Wednesday, February 01, 2006

SOTU Reaction

I was generally pleased, although maybe not quite as enthusiastic as Mark. This summary from John J. Miller captures my feelings fairly well:

SOTU BEST & WORST [John J. Miller]
A so-so speech. The foreign-policy section was better than the domestic section. Bonus points for keeping the delivery to 51 minutes. I like it when presidents stick to schedules and have early bedtimes.

Best line: "There is a difference between responsible criticism that aims for success and defeatism that refuses to acknowledge anything but failure. Hindsight alone is not wisdom. And second-guessing is not a strategy."

Second best line: "If there are people inside our country who are talking with Al Qaida, we want to know about it, because we will not sit back and wait to be hit again." (Yet I do prefer a slightly different formulation from January 1: "If somebody from al Qaeda is calling you, we'd like to know why.")
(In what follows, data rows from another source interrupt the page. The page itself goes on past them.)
//! The similarity engine collaborator.
//!
//! How similarity is computed is outside this crate. The engine only has to
//! accept model bytes once and then answer queries.

use std::sync::Arc;

use async_trait::async_trait;
use bytes::Bytes;
use simhost_engine_protocol::{SimilarityQuery, SimilarityResult};

use crate::error::EngineError;

/// Engine running inside the compute context.
#[async_trait]
pub trait SimilarityEngine: Send + Sync {
    /// Prepare the engine from raw model bytes.
    async fn initialize(&self, model: Bytes) -> Result<(), EngineError>;

    /// Score one query.
    async fn compute(&self, query: &SimilarityQuery) -> Result<SimilarityResult, EngineError>;
}

/// Builds a fresh engine for every new compute context.
pub type EngineFactory = Arc<dyn Fn() -> Arc<dyn SimilarityEngine> + Send + Sync>;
Worst line: "Congress did not act last year on my proposal to save Social Security..." It gave the Democrats an opening to applaud this failure. And rather than using this interruption as an opportunity to chide their irresponsibility, the president continued with only the vaguest of warnings ("yet the rising cost of entitlements is a problem that is not going away") and then called for a commission. Lame, lame, lame.

Worst metaphor: "America is addicted to oil." I eat food every day. Am I addicted to it, like a junkie, or do I merely need it to stay healthy?

Pleasant surprise: Zimbabwe! Has a president ever mentioned Zimbabwe in a SOTU? This little hellhole of a country, which once seemed to have a promising future, deserves more international attention and condemnation for abusing its citizens and destroying its potential.

Weirdest moment: As he exited the chamber, Bush signed lots of autographs. He was like an all-star baseball player mobbed by kids at a stadium. Does he interact with Congress so infrequently that they're star struck in his presence? Are any of those signed SOTU programs now for sale on Ebay?


The Democrats aren't loyal opposition, they are just opposition looking for opportunities to score political points. That's sad, as they could serve as a useful corrective to some of this administration's policies (e.g., immigration) if they were a serious opposition party trying to do what's best for the country. They are not.